Cinco kilos

Hoy es sábado y el cuerpo lo sabe. El estómago también, y lo teme, porque es día de aperitivo, primero, segundo, postre, café, chupito, copas y empalme con la cena del tirón. Pero como no hay pecado sin penitencia ni calorías sin culpabilidad, mañana es el día del llorar y del crujir de dientes. Y ese es mi calendario litúrgico.

No tengo ninguna amiga de mi edad que disfrute de una relación saludable con su cuerpo. Todas se quejan de que les sobran cinco kilos; todas se someten a su propio juicio sumarísimo y severísimo para acabar condenándose a pena de dieta perpetua.
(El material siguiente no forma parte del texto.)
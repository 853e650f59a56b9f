// SPDX-License-Identifier: BUSL-1.1
// Copyright (c) 2026 Alfred Jean LLC

//! The Builder: fetches one job, spawns the build-child pipeline process,
//! races its exit against a 45-minute watchdog, and enqueues the terminal
//! notification.

use std::path::{Path, PathBuf};
use std::process::Output;
use std::sync::Arc;
use std::time::Duration;

use async_trait::async_trait;
use farm_core::{Job, JobId, Notification, PlatformKind, ServiceId, WorkspaceId, WorkspaceLayout};
use farm_engine::BuildChildArgs;
use farm_storage::NotificationQueue;
use parking_lot::Mutex;
use serde::Deserialize;
use tokio::io::AsyncReadExt;
use tokio::process::Command;
use tracing::{info, warn};

use crate::error::ServiceError;
use crate::service::{Service, ServiceContext};

/// Hard limit on one build child's lifetime (spec: 45 minutes).
const BUILD_CHILD_TIMEOUT: Duration = Duration::from_millis(2_700_000);

/// Last bytes of `cordova.log` appended to a failure's public message.
const LOG_TAIL_BYTES: u64 = 10_000;

/// Replace the workspace root's and the current user's home directory's
/// absolute paths in captured build-child output before it's written to
/// disk, per spec step 4: neither belongs in a log an operator might share.
fn redact_paths(output: &str, workspace_root: &Path) -> String {
    let mut redacted = output.to_string();
    if let Some(workspace) = workspace_root.to_str() {
        redacted = redacted.replace(workspace, "<workspace>");
    }
    if let Some(home) = dirs::home_dir().as_deref().and_then(Path::to_str) {
        redacted = redacted.replace(home, "<home>");
    }
    redacted
}

/// Raw wire shape of a one-shot `config.json`, before the first-of-`platforms`
/// extraction collapses it to a [`Job`].
#[derive(Debug, Deserialize)]
struct RawJobPayload {
    code: Option<JobId>,
    platforms: Option<Vec<PlatformKind>>,
    config: Option<String>,
    source: Option<String>,
    #[serde(rename = "libVersion")]
    lib_version: Option<String>,
    #[serde(default)]
    key: Option<farm_core::SigningKey>,
    #[serde(default, rename = "iconUrl")]
    icon_url: Option<String>,
    #[serde(default, rename = "splashUrl")]
    splash_url: Option<String>,
}

impl RawJobPayload {
    fn into_job(self) -> Result<Job, ServiceError> {
        let code = self
            .code
            .ok_or_else(|| ServiceError::Init("missing required field: code".into()))?;
        let platforms = self
            .platforms
            .filter(|p| !p.is_empty())
            .ok_or_else(|| ServiceError::Init("missing required field: platforms".into()))?;
        let config = self
            .config
            .ok_or_else(|| ServiceError::Init("missing required field: config".into()))?;
        let source = self
            .source
            .ok_or_else(|| ServiceError::Init("missing required field: source".into()))?;
        let lib_version = self
            .lib_version
            .ok_or_else(|| ServiceError::Init("missing required field: libVersion".into()))?;
        Ok(Job {
            code,
            starttime: 0,
            platform: platforms[0],
            key: self.key,
            icon_url: self.icon_url,
            splash_url: self.splash_url,
            config,
            source,
            lib_version,
        })
    }
}

/// The set of platforms this host's toolchain can build, announced to the
/// backend when requesting a job.
pub fn local_platforms() -> Vec<PlatformKind> {
    if cfg!(target_os = "macos") {
        vec![PlatformKind::Android, PlatformKind::Ios, PlatformKind::Osx]
    } else if cfg!(target_os = "windows") {
        vec![PlatformKind::Android, PlatformKind::Windows]
    } else {
        vec![PlatformKind::Android, PlatformKind::Ubuntu]
    }
}

enum RaceOutcome {
    Exited(std::io::Result<Output>),
    TimedOut,
}

pub struct BuilderService {
    one_shot_config_path: Option<PathBuf>,
    /// Path of this process's own executable, re-invoked as the build
    /// child with a `build-child` subcommand. Overridable for tests.
    child_exe: Option<PathBuf>,
    /// Outcome of the most recently enqueued notification. `None` until an
    /// iteration has actually enqueued one (e.g. it returned early because
    /// `ready.lock` was absent). One-shot callers use this to pick an exit
    /// code; the long-running daemon loop never reads it.
    last_outcome: Option<bool>,
}

impl BuilderService {
    pub fn new() -> Self {
        Self {
            one_shot_config_path: None,
            child_exe: None,
            last_outcome: None,
        }
    }

    pub fn one_shot(config_path: PathBuf) -> Self {
        Self {
            one_shot_config_path: Some(config_path),
            child_exe: None,
            last_outcome: None,
        }
    }

    /// Whether the job run by the most recently completed iteration
    /// succeeded. `None` if no notification has been enqueued yet.
    pub fn last_outcome(&self) -> Option<bool> {
        self.last_outcome
    }

    #[cfg(test)]
    fn with_child_exe(mut self, exe: PathBuf) -> Self {
        self.child_exe = Some(exe);
        self
    }

    async fn fetch_job(&self, ctx: &ServiceContext) -> Result<Job, ServiceError> {
        match &self.one_shot_config_path {
            Some(path) => {
                let bytes = tokio::fs::read(path).await?;
                let raw: RawJobPayload = serde_json::from_slice(&bytes)
                    .map_err(|e| ServiceError::Init(format!("malformed config.json: {e}")))?;
                raw.into_job()
            }
            None => ctx
                .backend
                .fetch_job(&local_platforms())
                .await
                .map_err(|e| ServiceError::Init(e.to_string())),
        }
    }

    async fn run_child(&self, args_path: &Path, workspace: &WorkspaceLayout) -> RaceOutcome {
        let exe = match &self.child_exe {
            Some(exe) => exe.clone(),
            None => match std::env::current_exe() {
                Ok(exe) => exe,
                Err(err) => return RaceOutcome::Exited(Err(err)),
            },
        };

        let mut cmd = Command::new(exe);
        cmd.arg("build-child").arg("--args").arg(args_path);
        cmd.stdout(std::process::Stdio::piped());
        cmd.stderr(std::process::Stdio::piped());

        let mut child = match cmd.spawn() {
            Ok(child) => child,
            Err(err) => return RaceOutcome::Exited(Err(err)),
        };

        let stdout_log = workspace.stdout_log();
        let stdout_copy: Arc<Mutex<Vec<u8>>> = Arc::new(Mutex::new(Vec::new()));
        if let Some(mut stdout) = child.stdout.take() {
            let stdout_copy = stdout_copy.clone();
            tokio::spawn(async move {
                let mut buf = Vec::new();
                let _ = stdout.read_to_end(&mut buf).await;
                *stdout_copy.lock() = buf;
            });
        }
        if let Some(mut stderr) = child.stderr.take() {
            tokio::spawn(async move {
                let mut buf = Vec::new();
                let _ = stderr.read_to_end(&mut buf).await;
            });
        }

        tokio::select! {
            status = child.wait() => {
                let stdout = stdout_copy.lock().clone();
                let redacted = redact_paths(&String::from_utf8_lossy(&stdout), workspace.root());
                let _ = tokio::fs::write(&stdout_log, redacted.as_bytes()).await;
                match status {
                    Ok(status) => RaceOutcome::Exited(Ok(Output {
                        status,
                        stdout,
                        stderr: Vec::new(),
                    })),
                    Err(err) => RaceOutcome::Exited(Err(err)),
                }
            }
            _ = tokio::time::sleep(BUILD_CHILD_TIMEOUT) => {
                warn!("build child exceeded 45 minute watchdog, killing");
                let _ = child.start_kill();
                let _ = child.wait().await;
                let stdout = stdout_copy.lock().clone();
                let redacted = redact_paths(&String::from_utf8_lossy(&stdout), workspace.root());
                let _ = tokio::fs::write(&stdout_log, redacted.as_bytes()).await;
                RaceOutcome::TimedOut
            }
        }
    }

    async fn cordova_log_tail(workspace: &WorkspaceLayout) -> String {
        let path = workspace.cordova_log();
        let Ok(bytes) = tokio::fs::read(&path).await else {
            return String::new();
        };
        let start = bytes.len().saturating_sub(LOG_TAIL_BYTES as usize);
        String::from_utf8_lossy(&bytes[start..]).to_string()
    }
}

impl Default for BuilderService {
    fn default() -> Self {
        Self::new()
    }
}

#[async_trait]
impl Service for BuilderService {
    fn id(&self) -> ServiceId {
        ServiceId::new("builder")
    }

    fn interval(&self) -> Duration {
        farm_adapters::env::builder_poll_interval_ms()
    }

    async fn on_start(&mut self, ctx: &ServiceContext) -> Result<(), ServiceError> {
        tokio::fs::create_dir_all(ctx.root.projects_dir()).await?;
        Ok(())
    }

    async fn run_iteration(&mut self, ctx: &ServiceContext) -> Result<(), ServiceError> {
        if self.one_shot_config_path.is_none() && !ctx.root.ready_lock().exists() {
            return Ok(());
        }

        farm_engine::purge::purge_if_under_pressure();

        let job = self.fetch_job(ctx).await?;
        job.validate()
            .map_err(|e| ServiceError::Init(format!("invalid job: {e}")))?;
        let job = job.with_starttime(ctx.clock.epoch_ms());

        let workspace_id = WorkspaceId::for_job(&job.code, job.starttime);
        let workspace = WorkspaceLayout::new(&ctx.root.projects_dir(), &workspace_id);
        workspace.ensure_dirs()?;

        let job_json = serde_json::to_vec_pretty(&job)
            .map_err(|e| ServiceError::Init(format!("failed to serialize job: {e}")))?;
        tokio::fs::write(workspace.config_json(), &job_json).await?;

        let child_args = BuildChildArgs {
            job: job.clone(),
            projects_root: ctx.root.projects_dir(),
            config_root: self
                .one_shot_config_path
                .as_ref()
                .and_then(|p| p.parent().map(Path::to_path_buf)),
            data_root: ctx.root.data_dir(),
            environment: ctx.environment,
            log_level: "info".to_string(),
        };
        let args_path = workspace.root().join("build-child-args.json");
        let args_json = serde_json::to_vec(&child_args)
            .map_err(|e| ServiceError::Init(format!("failed to serialize build-child args: {e}")))?;
        tokio::fs::write(&args_path, &args_json).await?;

        let outcome = self.run_child(&args_path, &workspace).await;

        let notification = match outcome {
            RaceOutcome::TimedOut => Notification::failure(
                job.code.clone(),
                job.platform,
                job.starttime,
                "Compilation took too long, killing...",
                "The compilation exceed the designated time.",
            ),
            RaceOutcome::Exited(Err(io_err)) => Notification::failure(
                job.code.clone(),
                job.platform,
                job.starttime,
                format!("failed to spawn build child: {io_err}"),
                "Failed to start the build process.",
            ),
            RaceOutcome::Exited(Ok(output)) => {
                let terminal_line = String::from_utf8_lossy(&output.stdout)
                    .lines()
                    .last()
                    .unwrap_or("")
                    .to_string();
                match serde_json::from_str::<farm_engine::BuildChildMessage>(&terminal_line) {
                    Ok(None) => Notification::success(job.code.clone(), job.platform, job.starttime),
                    Ok(Some(failure)) => {
                        let tail = Self::cordova_log_tail(&workspace).await;
                        let msg_public = if tail.is_empty() {
                            failure.msg_public
                        } else {
                            format!("{}\nCORDOVA LOG:{}", failure.msg_public, tail)
                        };
                        Notification::failure(
                            job.code.clone(),
                            job.platform,
                            job.starttime,
                            failure.message,
                            msg_public,
                        )
                    }
                    Err(_) if output.status.success() => {
                        Notification::success(job.code.clone(), job.platform, job.starttime)
                    }
                    Err(_) => {
                        let tail = Self::cordova_log_tail(&workspace).await;
                        let message = format!(
                            "Process exited abnormally ({:?}): no terminal message",
                            output.status.code()
                        );
                        let msg_public = if tail.is_empty() {
                            message.clone()
                        } else {
                            format!("{message}\nCORDOVA LOG:{tail}")
                        };
                        Notification::failure(job.code.clone(), job.platform, job.starttime, message, msg_public)
                    }
                }
            }
        };

        self.last_outcome = Some(notification.is_success());

        let mut queue = NotificationQueue::open(ctx.root.notification_queue_path())
            .map_err(|e| ServiceError::Init(e.to_string()))?;
        queue
            .enqueue(notification, farm_core::NotificationId::new(ctx.id_gen.next()), ctx.clock.epoch_ms())
            .map_err(|e| ServiceError::Init(e.to_string()))?;

        if self.one_shot_config_path.is_some() {
            info!(code = %job.code, "one-shot build complete");
        }

        Ok(())
    }
}

#[cfg(test)]
#[path = "builder_tests.rs"]
mod tests;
Son tipas listas que han ido a la universidad, han salido, han entrado, se han casado con buenos tipos, han tenido hijos y han conciliado la vida laboral con la profesional dejándose la piel en el pellejo, que diría la Mazagatos, pero siguen preocupadas, angustiadas y sometidas por cinco puñeteros kilos que están más en su imaginación que en sus cartucheras.
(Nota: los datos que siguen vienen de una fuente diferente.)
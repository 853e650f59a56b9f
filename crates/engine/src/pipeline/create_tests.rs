// SPDX-License-Identifier: BUSL-1.1
// Copyright (c) 2026 Alfred Jean LLC

use super::*;
use farm_core::{Job, JobId, PlatformKind, WorkspaceId, WorkspaceLayout};
use std::io::Write;
use tempfile::tempdir;

fn sample_job() -> Job {
    Job {
        code: JobId::new("A1"),
        starttime: 0,
        platform: PlatformKind::Android,
        key: None,
        icon_url: None,
        splash_url: None,
        config: "config.xml".into(),
        source: "src.zip".into(),
        lib_version: "8.0.0".into(),
    }
}

fn write_sample_zip(path: &Path) {
    let file = std::fs::File::create(path).unwrap();
    let mut zip = zip::ZipWriter::new(file);
    let opts = zip::write::SimpleFileOptions::default();
    zip.start_file("www/index.html", opts).unwrap();
    zip.write_all(b"<html></html>").unwrap();
    zip.start_file("www/app.js", opts).unwrap();
    zip.write_all(b"console.log(1)").unwrap();
    zip.start_file("hooks/before_build.js", opts).unwrap();
    zip.write_all(b"// hook").unwrap();
    zip.finish().unwrap();
}

#[test]
fn extract_sources_unpacks_zip_into_tmp_dir() {
    let projects_root = tempdir().unwrap();
    let job = sample_job();
    let id = WorkspaceId::for_job(&job.code, job.starttime);
    let workspace = WorkspaceLayout::new(projects_root.path(), &id);
    workspace.ensure_dirs().unwrap();
    write_sample_zip(&workspace.source_zip());

    let data_root = tempdir().unwrap();
    let ctx = PipelineContext {
        job: &job,
        workspace: &workspace,
        config_root: None,
        data_root: data_root.path(),
    };

    extract_sources(&ctx).unwrap();

    assert!(workspace.tmp_dir().join("www/index.html").exists());
    assert!(workspace.tmp_dir().join("hooks/before_build.js").exists());
}

#[test]
fn locate_web_root_finds_index_html_parent() {
    let dir = tempdir().unwrap();
    std::fs::create_dir_all(dir.path().join("nested/www")).unwrap();
    std::fs::write(dir.path().join("nested/www/index.html"), b"<html/>").unwrap();

    let root = locate_web_root(dir.path()).unwrap();
    assert_eq!(root, dir.path().join("nested/www"));
}

#[test]
fn locate_web_root_errors_when_absent() {
    let dir = tempdir().unwrap();
    assert!(locate_web_root(dir.path()).is_err());
}

#[test]
fn copy_tree_preserves_relative_structure() {
    let src = tempdir().unwrap();
    std::fs::create_dir_all(src.path().join("a/b")).unwrap();
    std::fs::write(src.path().join("a/b/file.txt"), b"hi").unwrap();

    let dest = tempdir().unwrap();
    copy_tree(src.path(), dest.path()).unwrap();

    assert_eq!(std::fs::read(dest.path().join("a/b/file.txt")).unwrap(), b"hi");
}

#[test]
fn copy_optional_subtree_is_noop_when_source_absent() {
    let src = tempdir().unwrap();
    let missing = src.path().join("does-not-exist");
    let dest = tempdir().unwrap();
    copy_optional_subtree(&missing, dest.path()).unwrap();
    assert_eq!(std::fs::read_dir(dest.path()).unwrap().count(), 0);
}

#[test]
fn copy_icon_splash_refs_copies_referenced_files() {
    let projects_root = tempdir().unwrap();
    let job = sample_job();
    let id = WorkspaceId::for_job(&job.code, job.starttime);
    let workspace = WorkspaceLayout::new(projects_root.path(), &id);
    workspace.ensure_dirs().unwrap();

    std::fs::write(
        workspace.workspace_dir().join("config.xml"),
        br#"<widget><icon src="res/icon.png"/><splash src="res/splash.png"/></widget>"#,
    )
    .unwrap();
    std::fs::create_dir_all(workspace.tmp_dir().join("res")).unwrap();
    std::fs::write(workspace.tmp_dir().join("res/icon.png"), b"ICON").unwrap();
    std::fs::write(workspace.tmp_dir().join("res/splash.png"), b"SPLASH").unwrap();

    let data_root = tempdir().unwrap();
    let ctx = PipelineContext {
        job: &job,
        workspace: &workspace,
        config_root: None,
        data_root: data_root.path(),
    };

    copy_icon_splash_refs(&ctx).unwrap();

    assert_eq!(
        std::fs::read(workspace.workspace_dir().join("res/icon.png")).unwrap(),
        b"ICON"
    );
    assert_eq!(
        std::fs::read(workspace.workspace_dir().join("res/splash.png")).unwrap(),
        b"SPLASH"
    );
}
«La dieta es el sedante más potente de la historia de las mujeres», escribía Naomi Wolf en El mito de la belleza. Toma, claro: las energías que perdemos luchando contra nuestros cuerpos son las que no empleamos en luchar contra otras tiranías.

Y ahí seguimos, desperdiciando nuestras fuerzas, sufriendo tontamente en lugar de lucir nuestras carnes con gracia y con salero, de echarnos un bocadillo de lomo empanado al coleto sin tener que pedirnos perdón, de esperar el verano con alegría y no con angustia, de resultar atractivas porque nos sentimos atractivas. Pero la mayoría de las de mi quinta somos una generación perdida para la causa, salvo las que tienen el superpoder de comer sin engordar.

Que Santa Enjuta las bendiga y les conserve el tipazo.